Media Release
The Washington Post washingtonpost.com
EDITORIALS
Tom Lantos - A human rights hero passes - Sunday, February 17, 2008; Page B06
ONE OF Tom Lantos's first initiatives in Congress was to reward human rights work. Back in 1981, the Hungarian-born congressman sponsored a bill to offer honorary citizenship to Raoul Wallenberg, the missing Swedish diplomat who saved more than 100,000 Jews -- including Mr. Lantos himself -- from Nazi extermination. Mr. Lantos's intention was to thank and honor a human rights hero; by the time he passed away last Monday at age 80, the California Democrat had become one himself.

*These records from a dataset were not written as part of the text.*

//! Dictionary implementation.

use crate::cell::*;
use crate::error::Error;
use crate::util::unlikely;

pub use self::aug::*;
pub use self::ops::*;
pub use self::pfx::*;
pub use self::raw::*;
pub use self::typed::*;

mod aug;
mod pfx;
mod raw;
mod typed;

mod ops {
    pub use self::build::*;
    pub use self::get::*;
    pub use self::insert::*;
    pub use self::remove::*;

    mod build;
    mod get;
    mod insert;
    mod remove;
}

#[cfg(test)]
mod tests;

/// Type which can be used as a dictionary key.
pub trait DictKey: Sized {
    /// Length in bits for a dictionary key.
    const BITS: u16;

    /// Creates a key from a raw builder data.
    fn from_raw_data(raw_data: &[u8; 128]) -> Option<Self>;
}

#[inline]
fn read_array<const N: usize>(raw_data: &[u8; 128]) -> [u8; N] {
    std::array::from_fn(|i| raw_data[i])
}

macro_rules! impl_dict_key {
    ($($ty:ty => $bits:literal => |$raw_data:ident| $expr:expr),*,) => {
        $(impl DictKey for $ty {
            const BITS: u16 = $bits;

            #[inline]
            fn from_raw_data($raw_data: &[u8; 128]) -> Option<Self> {
                Some($expr)
            }
        })*
    };
}

impl_dict_key! {
    bool => 1 => |d| d[0] & 0x80 != 0,
    u8 => 8 => |d| d[0],
    i8 => 8 => |d| d[0] as i8,
    u16 => 16 => |d| u16::from_be_bytes(read_array(d)),
    i16 => 16 => |d| i16::from_be_bytes(read_array(d)),
    u32 => 32 => |d| u32::from_be_bytes(read_array(d)),
    i32 => 32 => |d| i32::from_be_bytes(read_array(d)),
    u64 => 64 => |d| u64::from_be_bytes(read_array(d)),
    i64 => 64 => |d| i64::from_be_bytes(read_array(d)),
    u128 => 128 => |d| u128::from_be_bytes(read_array(d)),
    i128 => 128 => |d| i128::from_be_bytes(read_array(d)),
    HashBytes => 256 => |d| HashBytes(read_array(d)),
}

impl<const N: usize> DictKey for [u8; N] {
    const BITS: u16 = (N * 8) as u16;

    #[inline]
    fn from_raw_data(raw_data: &[u8; 128]) -> Option<Self> {
        if N <= 128 {
            Some(read_array(raw_data))
        } else {
            None
        }
    }
}

/// Dictionary insertion mode.
#[derive(Debug, Clone, Copy, Eq, PartialEq)]
pub enum SetMode {
    /// Sets the value associated with the key in the dictionary.
    Set = 0b11,
    /// Sets the value associated with the key in the dictionary
    /// only if the key was already present in it.
    Replace = 0b01,
    /// Sets the value associated with key in dictionary,
    /// but only if it is not already present.
    Add = 0b10,
}

impl SetMode {
    /// Returns `true` if the new value can replace the old value for the same key.
    #[inline]
    pub const fn can_replace(self) -> bool {
        self as u8 & 0b01 != 0
    }

    /// Returns `true` if inserting a value can add a new key to the dictionary.
    #[inline]
    pub const fn can_add(self) -> bool {
        self as u8 & 0b10 != 0
    }
}

/// Fold of two child extras into the parent extra.
///
/// Both slices start at the extra of the corresponding child node.
pub type AugDictFn = fn(
    left: &mut CellSlice,
    right: &mut CellSlice,
    builder: &mut CellBuilder,
    context: &dyn CellContext,
) -> Result<(), Error>;

/// Extra value stored in every node of an augmented dictionary.
pub trait AugDictExtra: Default {
    /// Reads extras of two children and stores their combination.
    fn comp_add(
        left: &mut CellSlice,
        right: &mut CellSlice,
        b: &mut CellBuilder,
        cx: &dyn CellContext,
    ) -> Result<(), Error>;
}

#[derive(Clone, Copy, Debug, Eq, PartialEq)]
pub(crate) enum Branch {
    // Branch for a key part that starts with bit 0
    Left = 0,
    // Branch for a key part that starts with bit 1
    Right = 1,
}

impl Branch {
    #[inline]
    pub(crate) fn into_bit(self) -> bool {
        self == Self::Right
    }

    #[inline]
    pub(crate) fn reversed(self) -> Self {
        match self {
            Self::Left => Self::Right,
            Self::Right => Self::Left,
        }
    }
}

impl From<bool> for Branch {
    #[inline]
    fn from(value: bool) -> Self {
        if value {
            Self::Right
        } else {
            Self::Left
        }
    }
}

/// Fork on the path from the root to the target node.
#[derive(Clone, Copy)]
pub(crate) struct Segment<'a> {
    pub data: &'a DynCell,
    pub next_branch: Branch,
    /// Remaining key bits before the fork label.
    pub key_bit_len: u16,
}

impl<'a> Segment<'a> {
    /// Rebuilds this fork after its `next_branch` child was removed,
    /// merging the fork label with the label of the opposite child.
    ///
    /// Returns the new edge cell and the removed child cell.
    pub(crate) fn rebuild_as_removed(
        self,
        child_key_bit_len: u16,
        context: &dyn CellContext,
    ) -> Result<(Cell, Cell), Error> {
        let index = self.next_branch as u8;

        let Some(removed) = self.data.reference_cloned(index) else {
            return Err(Error::CellUnderflow);
        };

        let pfx = ok!(read_label(&mut ok!(self.data.as_slice()), self.key_bit_len));

        let mut opposite = ok!(self.data.get_reference_as_slice(1 - index));
        let rem = ok!(read_label(&mut opposite, child_key_bit_len));

        let mut builder = CellBuilder::new();
        ok!(write_label_parts(
            &pfx,
            self.next_branch.reversed().into_bit(),
            &rem,
            self.key_bit_len,
            &mut builder
        ));
        ok!(builder.store_slice(&opposite));
        let edge = ok!(builder.build_ext(context));

        Ok((edge, removed))
    }
}

/// Rebuilds forks on the path from the changed node up to the root.
///
/// Aug forks get their extra recomputed with the `comparator`.
pub(crate) fn rebuild_from_stack(
    mut stack: Vec<Segment<'_>>,
    mut leaf: Cell,
    comparator: Option<AugDictFn>,
    context: &dyn CellContext,
) -> Result<Cell, Error> {
    while let Some(last) = stack.pop() {
        let index = last.next_branch as u8;
        let Some(opposite) = last.data.reference_cloned(1 - index) else {
            return Err(Error::CellUnderflow);
        };
        let (left, right) = match last.next_branch {
            Branch::Left => (leaf, opposite),
            Branch::Right => (opposite, leaf),
        };

        // Reuse raw label bits of the fork
        let fork = ok!(last.data.as_slice());
        let mut rest = fork;
        let label = ok!(read_label(&mut rest, last.key_bit_len));
        let label_bits = fork.size_bits() - rest.size_bits();

        let mut builder = CellBuilder::new();
        ok!(builder.store_slice_data(&ok!(fork.get_prefix(label_bits, 0))));
        ok!(builder.store_reference(left.clone()));
        ok!(builder.store_reference(right.clone()));
        if let Some(comparator) = comparator {
            let child_key_bit_len = last.key_bit_len - label.size_bits() - 1;
            ok!(store_fork_extra(
                left.as_ref(),
                right.as_ref(),
                child_key_bit_len,
                comparator,
                &mut builder,
                context
            ));
        }
        leaf = ok!(builder.build_ext(context));
    }
    Ok(leaf)
}

/// Creates a leaf node (`label value` or `label extra value`).
pub(crate) fn make_leaf(
    key: &CellSlice,
    key_bit_len: u16,
    extra: Option<&dyn Store>,
    value: &dyn Store,
    context: &dyn CellContext,
) -> Result<Cell, Error> {
    let mut builder = CellBuilder::new();
    ok!(write_label(key, key_bit_len, &mut builder));
    if let Some(extra) = extra {
        ok!(extra.store_into(&mut builder, context));
    }
    ok!(value.store_into(&mut builder, context));
    builder.build_ext(context)
}

/// Splits an edge at the end of `lcp` into a fork with the old node
/// and a new leaf.
#[allow(clippy::too_many_arguments)]
pub(crate) fn split_edge(
    data: &CellSlice,
    prefix: &mut CellSlice,
    lcp: &CellSlice,
    key: &mut CellSlice,
    extra: Option<&dyn Store>,
    value: &dyn Store,
    comparator: Option<AugDictFn>,
    context: &dyn CellContext,
) -> Result<Cell, Error> {
    // Advance the key
    let prev_key_bit_len = key.size_bits();
    ok!(key.skip_first(lcp.size_bits() + 1, 0));

    // Read the next bit from the data
    ok!(prefix.skip_first(lcp.size_bits(), 0));
    let old_to_right = ok!(prefix.load_bit());

    // Move the old node one level down
    let mut left = ok!(make_leaf(prefix, key.size_bits(), None, data, context));
    // Create a leaf for the new value
    let mut right = ok!(make_leaf(key, key.size_bits(), extra, value, context));

    // The part that starts with 1 goes to the right cell
    if old_to_right {
        std::mem::swap(&mut left, &mut right);
    }

    let mut builder = CellBuilder::new();
    ok!(write_label(lcp, prev_key_bit_len, &mut builder));
    ok!(builder.store_reference(left.clone()));
    ok!(builder.store_reference(right.clone()));
    if let Some(comparator) = comparator {
        ok!(store_fork_extra(
            left.as_ref(),
            right.as_ref(),
            key.size_bits(),
            comparator,
            &mut builder,
            context
        ));
    }
    builder.build_ext(context)
}

/// Returns a slice which starts at the extra of the aug node.
pub(crate) fn read_node_extra(node: &DynCell, key_bit_len: u16) -> Result<CellSlice<'_>, Error> {
    let mut slice = ok!(node.as_slice());
    let label = ok!(read_label(&mut slice, key_bit_len));
    if label.size_bits() != key_bit_len {
        ok!(slice.skip_first(0, 2));
    }
    Ok(slice)
}

pub(crate) fn store_fork_extra(
    left: &DynCell,
    right: &DynCell,
    child_key_bit_len: u16,
    comparator: AugDictFn,
    builder: &mut CellBuilder,
    context: &dyn CellContext,
) -> Result<(), Error> {
    let mut left = ok!(read_node_extra(left, child_key_bit_len));
    let mut right = ok!(read_node_extra(right, child_key_bit_len));
    comparator(&mut left, &mut right, builder, context)
}

pub(crate) fn write_label(
    key: &CellSlice,
    key_bit_len: u16,
    label: &mut CellBuilder,
) -> Result<(), Error> {
    if key_bit_len == 0 || key.is_data_empty() {
        return write_hml_empty(label);
    }

    let bits_for_len = (16 - key_bit_len.leading_zeros()) as u16;

    let remaining_bits = key.size_bits();

    let hml_short_len = 2 + 2 * remaining_bits;
    let hml_long_len = 2 + bits_for_len + remaining_bits;
    let hml_same_len = 3 + bits_for_len;

    if hml_same_len < hml_long_len && hml_same_len < hml_short_len {
        if let Some(bit) = key.test_uniform() {
            return write_hml_same(bit, remaining_bits, bits_for_len, label);
        }
    }

    if hml_short_len <= MAX_BIT_LEN && hml_short_len <= hml_long_len {
        ok!(write_hml_short_tag(remaining_bits, label));
    } else if hml_long_len <= MAX_BIT_LEN {
        ok!(write_hml_long_tag(remaining_bits, bits_for_len, label));
    } else {
        return Err(Error::InvalidData);
    }
    label.store_slice_data(key)
}

pub(crate) fn write_label_parts(
    pfx: &CellSlice,
    bit: bool,
    rem: &CellSlice,
    key_bit_len: u16,
    label: &mut CellBuilder,
) -> Result<(), Error> {
    if key_bit_len == 0 {
        return write_hml_empty(label);
    }

    let bits_for_len = (16 - key_bit_len.leading_zeros()) as u16;

    let remaining_bits = pfx.size_bits() + 1 + rem.size_bits();

    let hml_short_len = 2 + 2 * remaining_bits;
    let hml_long_len = 2 + bits_for_len + remaining_bits;
    let hml_same_len = 3 + bits_for_len;

    if hml_same_len < hml_long_len && hml_same_len < hml_short_len {
        let pfx_uniform = pfx.is_data_empty() || pfx.test_uniform() == Some(bit);
        let rem_uniform = rem.is_data_empty() || rem.test_uniform() == Some(bit);
        if pfx_uniform && rem_uniform {
            return write_hml_same(bit, remaining_bits, bits_for_len, label);
        }
    }

    if hml_short_len <= MAX_BIT_LEN && hml_short_len <= hml_long_len {
        ok!(write_hml_short_tag(remaining_bits, label));
    } else if hml_long_len <= MAX_BIT_LEN {
        ok!(write_hml_long_tag(remaining_bits, bits_for_len, label));
    } else {
        return Err(Error::InvalidData);
    }
    ok!(label.store_slice_data(pfx));
    ok!(label.store_bit(bit));
    label.store_slice_data(rem)
}

/// Reads an edge label for a node with `key_bit_len` remaining key bits.
pub(crate) fn read_label<'a>(
    label: &mut CellSlice<'a>,
    key_bit_len: u16,
) -> Result<CellSlice<'a>, Error> {
    let bits_for_len = (16 - key_bit_len.leading_zeros()) as u16;

    let prefix = if label.is_data_empty() && bits_for_len == 0 {
        ok!(label.get_prefix(0, 0))
    } else if !ok!(label.load_bit()) {
        ok!(read_hml_short(label))
    } else if !ok!(label.load_bit()) {
        ok!(read_hml_long(label, bits_for_len))
    } else {
        ok!(read_hml_same(label, bits_for_len))
    };

    if unlikely(prefix.size_bits() > key_bit_len) {
        return Err(Error::CellUnderflow);
    }
    Ok(prefix)
}

fn write_hml_empty(label: &mut CellBuilder) -> Result<(), Error> {
    label.store_zeros(2)
}

fn write_hml_short_tag(len: u16, label: &mut CellBuilder) -> Result<(), Error> {
    ok!(label.store_bit_zero());
    label.store_unary(len)
}

fn read_hml_short<'a>(label: &mut CellSlice<'a>) -> Result<CellSlice<'a>, Error> {
    let len = ok!(label.load_unary());
    label.load_prefix(len, 0)
}

fn write_hml_long_tag(len: u16, bits_for_len: u16, label: &mut CellBuilder) -> Result<(), Error> {
    ok!(label.store_small_uint(0b10, 2));
    label.store_uint(len as u64, bits_for_len)
}

fn read_hml_long<'a>(label: &mut CellSlice<'a>, bits_for_len: u16) -> Result<CellSlice<'a>, Error> {
    let len = ok!(label.load_uint(bits_for_len)) as u16;
    label.load_prefix(len, 0)
}

fn write_hml_same(
    bit: bool,
    len: u16,
    bits_for_len: u16,
    label: &mut CellBuilder,
) -> Result<(), Error> {
    ok!(label.store_small_uint(0b110 | bit as u8, 3));
    label.store_uint(len as u64, bits_for_len)
}

fn read_hml_same<'a>(label: &mut CellSlice<'a>, bits_for_len: u16) -> Result<CellSlice<'a>, Error> {
    let cell = match ok!(label.load_bit()) {
        false => Cell::all_zeros_ref(),
        true => Cell::all_ones_ref(),
    };
    let len = ok!(label.load_uint(bits_for_len)) as u16;

    let slice = ok!(cell.as_slice());
    slice.get_prefix(len, 0)
}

As chairman of the House Foreign Affairs Committee and founder of the Congressional Human Rights Caucus, Mr. Lantos worked tirelessly to promote human rights. He turned the world's attention, and when successful its fury, to travesties across every region of Earth. His efforts to inspire -- or, if necessary, shame -- individuals, companies and governments into honorable behavior were exhaustive and creative; at the tender age of 78, Mr. Lantos himself was arresting for disorderly conduct and unlawful assembly while protesting the genocide in Darfur outside the Sudanese Embassy.
His genuine concern for human dignity earned the respect and admiration of leaders and human rights advocates around the world. Fellow Holocaust survivor Elie Wiesel, pop singer and AIDS activist Bono and U.N. Secretary General Ban Ki-moon were among the luminaries who attended Mr. Lantos's memorial service on Thursday. Even the North Korean government -- a frequent target of Lantos's criticisms -- sent its condolences.
Mr. Lantos pushed the U.S. government, and in particular congressional Democrats, on a path of leadership in human rights issues. We hope that his work will inspire further championship of the world's downtrodden -- just as Mr. Lantos took his cue from Raoul Wallenberg.